ENEWS, BONE ••》Kisah cinta lintas negara mempertemukan Chi Fawei (36), warga Shandong, Tiongkok Timur, dengan Sri Wahyuni (21), perempuan asal Kabupaten Wajo, Sulawesi Selatan.
Perkenalan keduanya berawal dari media sosial.
Seiring berjalannya waktu, hubungan mereka semakin dekat hingga sepakat melangkah ke jenjang pernikahan.
Keseriusan Chi Fawei dibuktikan dengan kedatangannya ke Sulawesi Selatan untuk menemui Sri Wahyuni yang saat ini bekerja di Kabupaten Bone.
Sebelum menikah, Chi Fawei yang sebelumnya beragama non-Muslim memutuskan memeluk Islam.
Prosesi pengucapan dua kalimat syahadat berlangsung di Masjid Al Maarif, Watampone, Jumat (12/6/2026), dengan bimbingan Majelis Ulama Indonesia (MUI) Kabupaten Bone.
Setelah menjadi mualaf, Chi Fawei memilih nama Islam Abdullah. Ia juga menjalani proses khitan dan diberikan santunan Muallaf berupa peralatan sholat, mushaf dan uang saku dari Badan Amil Zakat Nasional (Baznas) Kabupaten Bone.
“Alhamdulillah semua prosesnya berjalan lancar,” ujar Wakil Ketua I Baznas Bone, Rusmin Igho, kepada ENews Indonesia.
Kerabat calon mempelai perempuan, A. Echa, mengatakan saat ini kedua keluarga tengah menyelesaikan berbagai persyaratan administrasi sebelum akad nikah digelar.
“Kami rampungkan dulu semua proses administrasinya lalu menggelar pernikahan,” kata A. Echa, tante dari Sri Wahyuni.
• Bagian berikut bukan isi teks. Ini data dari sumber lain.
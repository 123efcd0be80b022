//! Video generation with live progress.
//!
//! Run with: `cargo run --example generate_video`
//!
//! Requires `GOOGLE_API_KEY` environment variable.

use genstarter::{GenerationRequest, GenerationResult, Generator, Resolution};
use tokio_util::sync::CancellationToken;

#[tokio::main]
async fn main() -> genstarter::Result<()> {
    let generator = Generator::builder().build()?;

    let mut progress = generator.subscribe();
    tokio::spawn(async move {
        while let Ok(event) = progress.recv().await {
            println!("{event}");
        }
    });

    let request = GenerationRequest::video(
        "Ocean waves crashing on a rocky shore at sunset",
        Resolution::Hd720,
    );
    let result = generator.generate(&request, &CancellationToken::new()).await?;

    if let GenerationResult::Video(handle) = result {
        if let Some(bytes) = generator.store().get(handle.url()) {
            std::fs::write("output.mp4", &bytes[..])?;
        }
        println!("Generated video: {} bytes at {}", handle.size(), handle.url());
        generator.store().revoke(&handle);
    }

    Ok(())
}
//! Turns a finished operation into a local media handle.

use crate::error::{GenError, Result};
use crate::operation::Operation;
use crate::progress::{ProgressEvent, ProgressSender};
use crate::service::MediaService;
use crate::store::{MediaHandle, MediaStore};
use std::sync::Arc;

const DEFAULT_VIDEO_MIME: &str = "video/mp4";

/// Downloads the video of a finished operation into a [`MediaStore`].
#[derive(Clone)]
pub struct ResultResolver {
    service: Arc<dyn MediaService>,
    store: MediaStore,
    progress: ProgressSender,
}

impl ResultResolver {
    /// Creates a resolver writing into `store`.
    pub fn new(service: Arc<dyn MediaService>, store: MediaStore, progress: ProgressSender) -> Self {
        Self {
            service,
            store,
            progress,
        }
    }

    /// Downloads the first generated video of `operation`.
    ///
    /// Nothing is fetched unless the operation carries a download URI.
    pub async fn resolve(&self, operation: &Operation) -> Result<MediaHandle> {
        if !operation.done {
            return Err(GenError::InvalidRequest(format!(
                "operation {} is not finished",
                operation.name
            )));
        }

        let response = operation.response.as_ref().ok_or_else(|| GenError::NoResponse {
            service_error: operation.error.clone(),
        })?;

        let uri = operation.download_uri().ok_or_else(|| GenError::NoDownloadUri {
            service_error: operation.error.clone(),
            filtered: response.rai_media_filtered_count.unwrap_or(0),
        })?;

        if !response.rai_media_filtered_reasons.is_empty() {
            tracing::warn!(
                reasons = ?response.rai_media_filtered_reasons,
                "some videos were filtered"
            );
        }

        self.progress.send(ProgressEvent::Downloading);
        let media = self.service.download(uri).await?;
        if !media.is_success() {
            return Err(GenError::DownloadFailed {
                status: media.status,
                status_text: media.status_text,
            });
        }

        let mime_type = response
            .generated_videos
            .first()
            .and_then(|v| v.video.as_ref())
            .and_then(|v| v.mime_type.clone())
            .or(media.content_type)
            .unwrap_or_else(|| DEFAULT_VIDEO_MIME.to_string());

        let handle = self.store.insert(media.bytes, mime_type);
        tracing::info!(url = handle.url(), size = handle.size(), "video downloaded");
        Ok(handle)
    }
}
Menurutnya, setelah resmi menikah, Sri Wahyuni direncanakan akan mengikuti suaminya menetap di Shandong, China.
“Karena bisnis suaminya ada di sana. Jadi rencananya keponakan kami akan ikut suaminya,” ujarnya.
Kisah Abdullah dan Sri Wahyuni menjadi potret hubungan lintas negara yang berawal dari perkenalan di dunia maya, lalu berlanjut pada komitmen untuk membangun rumah tangga bersama.